(Saved entries)

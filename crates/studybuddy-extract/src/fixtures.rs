//! Document builders for decoder tests.

use std::io::Write;
use std::path::Path;

use docx_rs::{Docx, Paragraph, Run};
use lopdf::content::{Content, Operation};
use lopdf::{dictionary, Document, Object, Stream};

/// One paragraph per entry, one run per string.
pub fn write_docx(path: &Path, paragraphs: &[&[&str]]) {
    let mut docx = Docx::new();
    for runs in paragraphs {
        let mut para = Paragraph::new();
        for run in *runs {
            para = para.add_run(Run::new().add_text(*run));
        }
        docx = docx.add_paragraph(para);
    }
    let file = std::fs::File::create(path).unwrap();
    docx.build().pack(file).unwrap();
}

/// Slide XML with one text shape per entry. Text is inserted unescaped.
pub fn slide_xml(shapes: &[&[&str]]) -> String {
    let mut xml = String::from(
        r#"<?xml version="1.0" encoding="UTF-8" standalone="yes"?>
<p:sld xmlns:a="http://schemas.openxmlformats.org/drawingml/2006/main" xmlns:p="http://schemas.openxmlformats.org/presentationml/2006/main"><p:cSld><p:spTree>"#,
    );
    for paragraphs in shapes {
        xml.push_str("<p:sp><p:nvSpPr/><p:txBody><a:bodyPr/>");
        for para in *paragraphs {
            xml.push_str(&format!("<a:p><a:r><a:t>{para}</a:t></a:r></a:p>"));
        }
        xml.push_str("</p:txBody></p:sp>");
    }
    xml.push_str("</p:spTree></p:cSld></p:sld>");
    xml
}

/// A zip holding `ppt/slides/slide<n>.xml` entries plus a layout entry.
pub fn write_pptx(path: &Path, slides: &[(u32, String)]) {
    let file = std::fs::File::create(path).unwrap();
    let mut zip = zip::ZipWriter::new(file);
    let options = zip::write::SimpleFileOptions::default();

    zip.start_file("ppt/slideLayouts/slideLayout1.xml", options)
        .unwrap();
    zip.write_all(slide_xml(&[&["Layout placeholder"]]).as_bytes())
        .unwrap();
    for (number, xml) in slides {
        zip.start_file(format!("ppt/slides/slide{number}.xml"), options)
            .unwrap();
        zip.write_all(xml.as_bytes()).unwrap();
    }
    zip.finish().unwrap();
}

/// One page per entry; `None` produces a page with no text operators.
pub fn write_pdf(path: &Path, pages: &[Option<&str>]) {
    let mut doc = Document::with_version("1.5");
    let pages_id = doc.new_object_id();
    let font_id = doc.add_object(dictionary! {
        "Type" => "Font",
        "Subtype" => "Type1",
        "BaseFont" => "Helvetica",
    });
    let resources_id = doc.add_object(dictionary! {
        "Font" => dictionary! {
            "F1" => font_id,
        },
    });

    let mut kids: Vec<Object> = Vec::new();
    for text in pages {
        let operations = match text {
            Some(text) => vec![
                Operation::new("BT", vec![]),
                Operation::new("Tf", vec!["F1".into(), 24.into()]),
                Operation::new("Td", vec![72.into(), 720.into()]),
                Operation::new("Tj", vec![Object::string_literal(*text)]),
                Operation::new("ET", vec![]),
            ],
            None => vec![],
        };
        let content = Content { operations };
        let content_id = doc.add_object(Stream::new(dictionary! {}, content.encode().unwrap()));
        let page_id = doc.add_object(dictionary! {
            "Type" => "Page",
            "Parent" => pages_id,
            "Contents" => content_id,
            "Resources" => resources_id,
            "MediaBox" => vec![0.into(), 0.into(), 612.into(), 792.into()],
        });
        kids.push(page_id.into());
    }

    let count = kids.len() as i64;
    doc.objects.insert(
        pages_id,
        Object::Dictionary(dictionary! {
            "Type" => "Pages",
            "Kids" => kids,
            "Count" => count,
        }),
    );
    let catalog_id = doc.add_object(dictionary! {
        "Type" => "Catalog",
        "Pages" => pages_id,
    });
    doc.trailer.set("Root", catalog_id);
    doc.save(path).unwrap();
}

/// Shell-script stand-ins for `pdftoppm` and `tesseract` in `dir`.
///
/// The renderer writes `<prefix>.png`; the recognizer checks its input
/// exists and prints `recognized`.
#[cfg(unix)]
pub fn stub_ocr_tools(dir: &Path, recognized: &str) -> studybuddy_core::settings::OcrSettings {
    use std::os::unix::fs::PermissionsExt;

    let write_script = |name: &str, body: String| {
        let path = dir.join(name);
        std::fs::write(&path, format!("#!/bin/sh\n{body}")).unwrap();
        std::fs::set_permissions(&path, std::fs::Permissions::from_mode(0o755)).unwrap();
        path.to_string_lossy().into_owned()
    };

    let pdftoppm = write_script(
        "pdftoppm",
        "for last; do :; done\nprintf png > \"$last.png\"\n".to_string(),
    );
    let tesseract = write_script(
        "tesseract",
        format!("[ -f \"$1\" ] || exit 2\necho '{recognized}'\n"),
    );

    studybuddy_core::settings::OcrSettings {
        pdftoppm,
        tesseract,
        timeout_secs: 10,
        ..studybuddy_core::settings::OcrSettings::default()
    }
}
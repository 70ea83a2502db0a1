//! The `studybuddy extract` command.

use std::path::PathBuf;

use anyhow::Result;

use studybuddy_extract::Extractor;
use studybuddy_providers::config::load_config_from;

pub async fn execute(file: PathBuf, config_path: Option<PathBuf>) -> Result<()> {
    let config = load_config_from(config_path.as_deref())?;
    anyhow::ensure!(file.exists(), "file not found: {}", file.display());

    let text = Extractor::new(config.ocr).extract(&file).await?;
    println!("{text}");
    Ok(())
}
//! Knowledge graph sampling and rendering.

use comfy_table::{Cell, Table};
use rand::seq::SliceRandom;
use rand::Rng;

use crate::model::{Entity, GraphEntry, KnowledgeGraph};

/// Pair every entity with a random sample of up to `related` other entities.
pub fn build_knowledge_graph<R: Rng + ?Sized>(
    entities: &[Entity],
    related: usize,
    rng: &mut R,
) -> KnowledgeGraph {
    let sample_size = related.min(entities.len().saturating_sub(1));

    let entries = entities
        .iter()
        .map(|entity| {
            let others: Vec<&Entity> = entities.iter().filter(|e| *e != entity).collect();
            let related = others
                .choose_multiple(rng, sample_size.min(others.len()))
                .map(|e| (*e).clone())
                .collect();
            GraphEntry {
                entity: entity.clone(),
                related,
            }
        })
        .collect();

    KnowledgeGraph::new(entries)
}

/// Render the graph as a two-column console table.
pub fn render_table(graph: &KnowledgeGraph) -> Table {
    let mut table = Table::new();
    table.set_header(vec!["Term", "Related terms"]);

    for entry in graph.entries() {
        let related = entry
            .related
            .iter()
            .map(Entity::as_str)
            .collect::<Vec<_>>()
            .join(", ");
        table.add_row(vec![Cell::new(entry.entity.as_str()), Cell::new(related)]);
    }

    table
}

/// Render the graph as pretty-printed JSON.
pub fn render_json(graph: &KnowledgeGraph) -> serde_json::Result<String> {
    serde_json::to_string_pretty(graph)
}
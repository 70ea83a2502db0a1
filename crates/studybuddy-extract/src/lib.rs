//! studybuddy-extract: Text extraction from study documents.
//!
//! Dispatches on file extension to a format decoder: plain text and source
//! code, Word documents, PDFs (with OCR for scanned pages), PowerPoint decks
//! and raster images.

pub mod document;
pub mod error;
pub mod ocr;
pub mod pdf;
pub mod plain;
pub mod slides;

#[cfg(test)]
mod fixtures;

use std::fmt;
use std::path::Path;

use anyhow::Result;

use studybuddy_core::settings::OcrSettings;

pub use error::ExtractError;
pub use ocr::OcrEngine;

/// Decoder selected for a file.
#[derive(Debug, Clone, Copy, PartialEq, Eq)]
pub enum SourceFormat {
    PlainText,
    WordDocument,
    Pdf,
    SlideDeck,
    Image,
}

impl SourceFormat {
    /// Match a file's extension, ignoring case.
    pub fn from_path(path: &Path) -> Option<Self> {
        let ext = path.extension()?.to_str()?;
        Self::from_extension(ext)
    }

    pub fn from_extension(ext: &str) -> Option<Self> {
        match ext.to_ascii_lowercase().as_str() {
            "txt" | "md" | "java" | "rs" | "py" | "js" | "ts" | "c" | "h" | "cpp" | "go" | "kt"
            | "cs" => Some(SourceFormat::PlainText),
            "docx" => Some(SourceFormat::WordDocument),
            "pdf" => Some(SourceFormat::Pdf),
            "pptx" => Some(SourceFormat::SlideDeck),
            "png" | "jpg" | "jpeg" | "tif" | "tiff" | "bmp" => Some(SourceFormat::Image),
            _ => None,
        }
    }

    pub fn as_str(self) -> &'static str {
        match self {
            SourceFormat::PlainText => "plain text",
            SourceFormat::WordDocument => "docx",
            SourceFormat::Pdf => "pdf",
            SourceFormat::SlideDeck => "pptx",
            SourceFormat::Image => "image",
        }
    }
}

impl fmt::Display for SourceFormat {
    fn fmt(&self, f: &mut fmt::Formatter<'_>) -> fmt::Result {
        f.write_str(self.as_str())
    }
}

/// Turns study files into plain text.
#[derive(Debug, Clone)]
pub struct Extractor {
    ocr: OcrEngine,
}

impl Default for Extractor {
    fn default() -> Self {
        Self::new(OcrSettings::default())
    }
}

impl Extractor {
    pub fn new(ocr: OcrSettings) -> Self {
        Self {
            ocr: OcrEngine::new(ocr),
        }
    }

    /// Extract trimmed text, reporting the first failure.
    pub async fn extract(&self, path: &Path) -> Result<String> {
        let Some(format) = SourceFormat::from_path(path) else {
            let ext = path
                .extension()
                .map(|e| e.to_string_lossy().into_owned())
                .unwrap_or_default();
            return Err(ExtractError::Unsupported(ext).into());
        };
        tracing::debug!(path = %path.display(), %format, "extracting text");

        let text = match format {
            SourceFormat::PlainText => plain::extract(path)?,
            SourceFormat::WordDocument => document::extract(path)?,
            SourceFormat::Pdf => pdf::extract(path, &self.ocr).await?,
            SourceFormat::SlideDeck => slides::extract(path)?,
            SourceFormat::Image => self.ocr.image_to_text(path).await?,
        };
        Ok(text.trim().to_string())
    }

    /// Extract trimmed text; any failure is logged and yields an empty string.
    pub async fn extract_text(&self, path: &Path) -> String {
        match self.extract(path).await {
            Ok(text) => text,
            Err(e) => {
                tracing::warn!(path = %path.display(), "could not read text from file: {e:#}");
                String::new()
            }
        }
    }
}

#[cfg(test)]
mod tests {
    use super::*;
    use crate::fixtures::{slide_xml, write_docx, write_pptx};

    fn extractor() -> Extractor {
        Extractor::new(OcrSettings {
            tesseract: "studybuddy-no-such-tesseract".into(),
            pdftoppm: "studybuddy-no-such-pdftoppm".into(),
            ..OcrSettings::default()
        })
    }

    #[test]
    fn dispatch_by_extension() {
        let cases = [
            ("notes.txt", Some(SourceFormat::PlainText)),
            ("Main.java", Some(SourceFormat::PlainText)),
            ("lib.rs", Some(SourceFormat::PlainText)),
            ("README.MD", Some(SourceFormat::PlainText)),
            ("essay.docx", Some(SourceFormat::WordDocument)),
            ("Paper.PDF", Some(SourceFormat::Pdf)),
            ("deck.pptx", Some(SourceFormat::SlideDeck)),
            ("scan.png", Some(SourceFormat::Image)),
            ("photo.JPG", Some(SourceFormat::Image)),
            ("photo.jpeg", Some(SourceFormat::Image)),
            ("fax.tiff", Some(SourceFormat::Image)),
            ("old.doc", None),
            ("sheet.xlsx", None),
            ("Makefile", None),
        ];
        for (name, expected) in cases {
            assert_eq!(SourceFormat::from_path(Path::new(name)), expected, "{name}");
        }
    }

    #[tokio::test]
    async fn plain_text_is_trimmed() {
        let dir = tempfile::tempdir().unwrap();
        let path = dir.path().join("notes.txt");
        std::fs::write(&path, "\n  Osmosis moves water.  \n\n").unwrap();
        assert_eq!(extractor().extract_text(&path).await, "Osmosis moves water.");
    }

    #[tokio::test]
    async fn each_decoder_is_reachable() {
        let dir = tempfile::tempdir().unwrap();

        let docx = dir.path().join("a.docx");
        write_docx(&docx, &[&["Photosynthesis"]]);
        assert_eq!(extractor().extract_text(&docx).await, "Photosynthesis");

        let pptx = dir.path().join("b.pptx");
        write_pptx(&pptx, &[(1, slide_xml(&[&["Chlorophyll"]]))]);
        assert_eq!(extractor().extract_text(&pptx).await, "Chlorophyll");
    }

    #[tokio::test]
    async fn failures_yield_empty_text() {
        let dir = tempfile::tempdir().unwrap();

        let missing = dir.path().join("missing.txt");
        assert_eq!(extractor().extract_text(&missing).await, "");

        let corrupt = dir.path().join("corrupt.pptx");
        std::fs::write(&corrupt, "not a zip").unwrap();
        assert_eq!(extractor().extract_text(&corrupt).await, "");

        let empty = dir.path().join("empty.txt");
        std::fs::write(&empty, "").unwrap();
        assert_eq!(extractor().extract_text(&empty).await, "");

        // OCR executable is not installed under this name.
        let image = dir.path().join("scan.png");
        std::fs::write(&image, [0x89, b'P', b'N', b'G']).unwrap();
        assert_eq!(extractor().extract_text(&image).await, "");
    }

    #[cfg(unix)]
    #[tokio::test]
    async fn image_goes_through_ocr() {
        let dir = tempfile::tempdir().unwrap();
        let image = dir.path().join("whiteboard.jpg");
        std::fs::write(&image, [0xFF, 0xD8, 0xFF]).unwrap();
        let ocr = crate::fixtures::stub_ocr_tools(dir.path(), "Golgi apparatus");
        let extractor = Extractor::new(ocr);

        assert_eq!(extractor.extract_text(&image).await, "Golgi apparatus");
    }

    #[tokio::test]
    async fn unsupported_extension_is_reported() {
        let dir = tempfile::tempdir().unwrap();
        let path = dir.path().join("budget.xlsx");
        std::fs::write(&path, "x").unwrap();

        let err = extractor().extract(&path).await.unwrap_err();
        assert!(matches!(
            err.downcast_ref::<ExtractError>(),
            Some(ExtractError::Unsupported(ext)) if ext == "xlsx"
        ));
        assert_eq!(extractor().extract_text(&path).await, "");
    }
}
//! Tunables shared by the pipeline stages.
//!
//! These deserialize from the `[quiz]` and `[ocr]` tables of the config file
//! and every field has a default, so an empty table is valid.

use std::str::FromStr;

use serde::{Deserialize, Serialize};

/// Limits for term extraction, question generation and the graph sample.
#[derive(Debug, Clone, PartialEq, Eq, Serialize, Deserialize)]
pub struct QuizSettings {
    /// Questions generated per run (taken from the first entities).
    #[serde(default = "default_max_questions")]
    pub max_questions: usize,
    /// Below this many recognized entities, pad with sampled words.
    #[serde(default = "default_min_entities")]
    pub min_entities: usize,
    /// How many words the padding step samples.
    #[serde(default = "default_fallback_sample")]
    pub fallback_sample: usize,
    /// Related terms listed per knowledge graph entry.
    #[serde(default = "default_related_terms")]
    pub related_terms: usize,
}

fn default_max_questions() -> usize {
    10
}
fn default_min_entities() -> usize {
    5
}
fn default_fallback_sample() -> usize {
    10
}
fn default_related_terms() -> usize {
    3
}

impl Default for QuizSettings {
    fn default() -> Self {
        Self {
            max_questions: default_max_questions(),
            min_entities: default_min_entities(),
            fallback_sample: default_fallback_sample(),
            related_terms: default_related_terms(),
        }
    }
}

/// Which entity recognizer to load at startup.
#[derive(Debug, Clone, Copy, Default, PartialEq, Eq, Serialize, Deserialize)]
#[serde(rename_all = "lowercase")]
pub enum RecognizerKind {
    /// Capitalized-phrase rules, always available.
    #[default]
    Rules,
    /// Ask the generative model for key terms.
    Llm,
    /// No recognizer; rely on sampled words only.
    None,
}

impl FromStr for RecognizerKind {
    type Err = String;

    fn from_str(s: &str) -> Result<Self, Self::Err> {
        match s.to_lowercase().as_str() {
            "rules" => Ok(RecognizerKind::Rules),
            "llm" => Ok(RecognizerKind::Llm),
            "none" => Ok(RecognizerKind::None),
            other => Err(format!("unknown recognizer: {other}")),
        }
    }
}

/// External OCR tooling.
#[derive(Debug, Clone, PartialEq, Eq, Serialize, Deserialize)]
pub struct OcrSettings {
    /// `tesseract` executable.
    #[serde(default = "default_tesseract")]
    pub tesseract: String,
    /// `pdftoppm` executable used to rasterize scanned PDF pages.
    #[serde(default = "default_pdftoppm")]
    pub pdftoppm: String,
    /// Tesseract language code.
    #[serde(default = "default_language")]
    pub language: String,
    /// Rasterization resolution for PDF pages.
    #[serde(default = "default_dpi")]
    pub dpi: u32,
    /// Per-process timeout in seconds.
    #[serde(default = "default_timeout_secs")]
    pub timeout_secs: u64,
}

fn default_tesseract() -> String {
    "tesseract".to_string()
}
fn default_pdftoppm() -> String {
    "pdftoppm".to_string()
}
fn default_language() -> String {
    "eng".to_string()
}
fn default_dpi() -> u32 {
    200
}
fn default_timeout_secs() -> u64 {
    120
}

impl Default for OcrSettings {
    fn default() -> Self {
        Self {
            tesseract: default_tesseract(),
            pdftoppm: default_pdftoppm(),
            language: default_language(),
            dpi: default_dpi(),
            timeout_secs: default_timeout_secs(),
        }
    }
}
//! Core data model types for studybuddy.
//!
//! These types carry a single run from raw material to quiz: the material
//! itself, the terms pulled out of it, and the questions asked about them.

use std::fmt;
use std::path::PathBuf;
use std::str::FromStr;

use serde::{Deserialize, Serialize};

use crate::error::MaterialError;

/// Where a block of study material came from.
#[derive(Debug, Clone, PartialEq, Eq, Serialize, Deserialize)]
#[serde(tag = "kind", content = "path", rename_all = "lowercase")]
pub enum MaterialSource {
    /// Typed or pasted at the prompt.
    Pasted,
    /// Decoded from a file on disk.
    File(PathBuf),
}

/// Raw text that the quiz is generated from.
#[derive(Debug, Clone, PartialEq, Eq, Serialize, Deserialize)]
pub struct StudyMaterial {
    text: String,
    source: MaterialSource,
}

impl StudyMaterial {
    /// Wrap `text`, rejecting it when it is empty after trimming.
    pub fn new(text: impl Into<String>, source: MaterialSource) -> Result<Self, MaterialError> {
        let text = text.into();
        if text.trim().is_empty() {
            return Err(MaterialError::Empty);
        }
        Ok(Self { text, source })
    }

    pub fn text(&self) -> &str {
        &self.text
    }

    pub fn source(&self) -> &MaterialSource {
        &self.source
    }
}

/// A salient term extracted from the material.
#[derive(Debug, Clone, PartialEq, Eq, Hash, PartialOrd, Ord, Serialize, Deserialize)]
#[serde(transparent)]
pub struct Entity(String);

impl Entity {
    pub fn new(text: impl Into<String>) -> Self {
        Self(text.into())
    }

    pub fn as_str(&self) -> &str {
        &self.0
    }
}

impl fmt::Display for Entity {
    fn fmt(&self, f: &mut fmt::Formatter<'_>) -> fmt::Result {
        f.write_str(&self.0)
    }
}

impl From<&str> for Entity {
    fn from(s: &str) -> Self {
        Self(s.to_string())
    }
}

impl From<String> for Entity {
    fn from(s: String) -> Self {
        Self(s)
    }
}

/// Label of a multiple-choice option.
#[derive(Debug, Clone, Copy, PartialEq, Eq, Hash, Serialize, Deserialize)]
pub enum OptionLabel {
    A,
    B,
    C,
    D,
}

impl OptionLabel {
    /// All labels in display order.
    pub const ALL: [OptionLabel; 4] = [
        OptionLabel::A,
        OptionLabel::B,
        OptionLabel::C,
        OptionLabel::D,
    ];

    /// Label for a zero-based option position.
    pub fn from_index(index: usize) -> Option<Self> {
        Self::ALL.get(index).copied()
    }

    /// Zero-based option position.
    pub fn index(self) -> usize {
        match self {
            OptionLabel::A => 0,
            OptionLabel::B => 1,
            OptionLabel::C => 2,
            OptionLabel::D => 3,
        }
    }

    pub fn as_str(self) -> &'static str {
        match self {
            OptionLabel::A => "A",
            OptionLabel::B => "B",
            OptionLabel::C => "C",
            OptionLabel::D => "D",
        }
    }
}

impl fmt::Display for OptionLabel {
    fn fmt(&self, f: &mut fmt::Formatter<'_>) -> fmt::Result {
        f.write_str(self.as_str())
    }
}

impl FromStr for OptionLabel {
    type Err = String;

    fn from_str(s: &str) -> Result<Self, Self::Err> {
        match s.trim().to_ascii_uppercase().as_str() {
            "A" => Ok(OptionLabel::A),
            "B" => Ok(OptionLabel::B),
            "C" => Ok(OptionLabel::C),
            "D" => Ok(OptionLabel::D),
            other => Err(format!("unknown option label: {other}")),
        }
    }
}

/// One labeled answer choice.
#[derive(Debug, Clone, PartialEq, Eq, Serialize, Deserialize)]
pub struct QuizOption {
    pub label: OptionLabel,
    pub text: String,
}

impl fmt::Display for QuizOption {
    fn fmt(&self, f: &mut fmt::Formatter<'_>) -> fmt::Result {
        write!(f, "{}) {}", self.label, self.text)
    }
}

/// How a question was produced.
#[derive(Debug, Clone, Copy, PartialEq, Eq, Serialize, Deserialize)]
#[serde(rename_all = "lowercase")]
pub enum QuestionOrigin {
    /// Parsed from generative model output.
    Generated,
    /// The fixed Yes/No/Maybe/N/A fallback.
    Placeholder,
}

/// A multiple-choice question about one entity.
///
/// Options are always labeled A through D in order, so the answer label
/// identifies exactly one option.
#[derive(Debug, Clone, PartialEq, Eq, Serialize, Deserialize)]
pub struct QuizQuestion {
    pub question: String,
    options: [QuizOption; 4],
    answer: OptionLabel,
    pub origin: QuestionOrigin,
}

impl QuizQuestion {
    /// Build a question from four option texts in display order.
    pub fn new(
        question: impl Into<String>,
        option_texts: [String; 4],
        answer: OptionLabel,
        origin: QuestionOrigin,
    ) -> Self {
        let [a, b, c, d] = option_texts;
        Self {
            question: question.into(),
            options: [
                QuizOption {
                    label: OptionLabel::A,
                    text: a,
                },
                QuizOption {
                    label: OptionLabel::B,
                    text: b,
                },
                QuizOption {
                    label: OptionLabel::C,
                    text: c,
                },
                QuizOption {
                    label: OptionLabel::D,
                    text: d,
                },
            ],
            answer,
            origin,
        }
    }

    /// The fixed fallback question used when generation is unavailable.
    pub fn placeholder(entity: &Entity) -> Self {
        Self::new(
            entity.as_str(),
            [
                "Yes".to_string(),
                "No".to_string(),
                "Maybe".to_string(),
                "N/A".to_string(),
            ],
            OptionLabel::A,
            QuestionOrigin::Placeholder,
        )
    }

    pub fn options(&self) -> &[QuizOption; 4] {
        &self.options
    }

    pub fn answer(&self) -> OptionLabel {
        self.answer
    }

    pub fn correct_option(&self) -> &QuizOption {
        &self.options[self.answer.index()]
    }

    /// Case-insensitive exact match of a typed response against the answer label.
    pub fn is_correct(&self, response: &str) -> bool {
        response.trim().eq_ignore_ascii_case(self.answer.as_str())
    }
}

/// One row of the knowledge graph.
#[derive(Debug, Clone, PartialEq, Eq, Serialize, Deserialize)]
pub struct GraphEntry {
    pub entity: Entity,
    pub related: Vec<Entity>,
}

/// Each entity paired with a random sample of other entities.
///
/// This is sampled co-occurrence, not derived relationships: the pairing
/// carries no meaning beyond both terms appearing in the same material.
#[derive(Debug, Clone, Default, PartialEq, Eq, Serialize, Deserialize)]
#[serde(transparent)]
pub struct KnowledgeGraph {
    entries: Vec<GraphEntry>,
}

impl KnowledgeGraph {
    pub fn new(entries: Vec<GraphEntry>) -> Self {
        Self { entries }
    }

    pub fn entries(&self) -> &[GraphEntry] {
        &self.entries
    }

    pub fn related(&self, entity: &Entity) -> Option<&[Entity]> {
        self.entries
            .iter()
            .find(|e| &e.entity == entity)
            .map(|e| e.related.as_slice())
    }

    pub fn len(&self) -> usize {
        self.entries.len()
    }

    pub fn is_empty(&self) -> bool {
        self.entries.is_empty()
    }
}
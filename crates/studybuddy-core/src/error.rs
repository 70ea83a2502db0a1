//! Error types.
//!
//! `ProviderError` lives in core so stages that call a generative model can
//! downcast and log a failure class without string matching.

use thiserror::Error;

/// Errors that can occur when interacting with a generative model backend.
#[derive(Debug, Error)]
pub enum ProviderError {
    /// The API returned a 429 rate limit response.
    #[error("rate limited, retry after {retry_after_ms}ms")]
    RateLimited { retry_after_ms: u64 },

    /// Authentication failed (invalid API key).
    #[error("authentication failed: {0}")]
    AuthenticationFailed(String),

    /// The requested model was not found.
    #[error("model not found: {0}")]
    ModelNotFound(String),

    /// The API returned an error response.
    #[error("API error (HTTP {status}): {message}")]
    ApiError { status: u16, message: String },

    /// The request timed out.
    #[error("request timed out after {0}s")]
    Timeout(u64),

    /// A network error occurred.
    #[error("network error: {0}")]
    NetworkError(String),
}

impl ProviderError {
    /// Returns `true` if the backend will keep failing for the rest of the run.
    pub fn is_permanent(&self) -> bool {
        matches!(
            self,
            ProviderError::AuthenticationFailed(_) | ProviderError::ModelNotFound(_)
        )
    }
}

/// Errors raised when building study material.
#[derive(Debug, Error, PartialEq, Eq)]
pub enum MaterialError {
    /// The text was empty or whitespace only.
    #[error("study material is empty")]
    Empty,
}

/// Errors raised while assembling a question from model output.
#[derive(Debug, Error, PartialEq, Eq)]
pub enum QuestionError {
    /// The material has no word that could serve as a distractor.
    #[error("no distractor candidates differ from answer '{0}'")]
    NoDistractorCandidates(String),
}
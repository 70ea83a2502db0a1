use criterion::{black_box, criterion_group, criterion_main, Criterion};
use rand::rngs::StdRng;
use rand::SeedableRng;

use studybuddy_core::entities::parse_term_list;
use studybuddy_core::model::Entity;
use studybuddy_core::question::{assemble_question, parse_generation};

fn bench_parse_generation(c: &mut Criterion) {
    let mut group = c.benchmark_group("parse_generation");
    let entity = Entity::from("Mitochondria");

    let well_formed = "Question: Which organelle produces most ATP?\n\
                       Answer: Mitochondria\n\
                       Distractors: Ribosome, Golgi apparatus, Lysosome";

    let chatty = {
        let mut s = String::from("Sure! Here is a question about the material.\n\n");
        for i in 0..30 {
            s.push_str(&format!("Note {i}: the cell has many parts.\n"));
        }
        s.push_str("Question: What is the powerhouse of the cell?\nAnswer: Mitochondria\n");
        s
    };

    let no_markers = "Mitochondria are the powerhouse of the cell.";

    group.bench_function("well_formed", |b| {
        b.iter(|| parse_generation(black_box(well_formed), &entity))
    });

    group.bench_function("chatty", |b| {
        b.iter(|| parse_generation(black_box(&chatty), &entity))
    });

    group.bench_function("no_markers", |b| {
        b.iter(|| parse_generation(black_box(no_markers), &entity))
    });

    group.bench_function("assemble_with_padding", |b| {
        let material = "Mitochondria convert nutrients into adenosine triphosphate inside cells.";
        let mut rng = StdRng::seed_from_u64(0);
        b.iter(|| {
            let parsed = parse_generation(black_box(chatty.as_str()), &entity);
            assemble_question(parsed, material, &mut rng)
        })
    });

    group.finish();
}

fn bench_term_list(c: &mut Criterion) {
    let list: String = (0..100).map(|i| format!("{i}. Term number {i}\n")).collect();

    c.bench_function("parse_term_list", |b| {
        b.iter(|| parse_term_list(black_box(&list)))
    });
}

criterion_group!(benches, bench_parse_generation, bench_term_list);
criterion_main!(benches);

### [TASK REQUIREMENTS]
Lines with "collect" in the records above: copy every one of them.

### [OUTPUT FOR THIS TASK]
            let others: Vec<&Entity> = entities.iter().filter(|e| *e != entity).collect();
                .collect();
        .collect();
            .collect::<Vec<_>>()
    let list: String = (0..100).map(|i| format!("{i}. Term number {i}\n")).collect();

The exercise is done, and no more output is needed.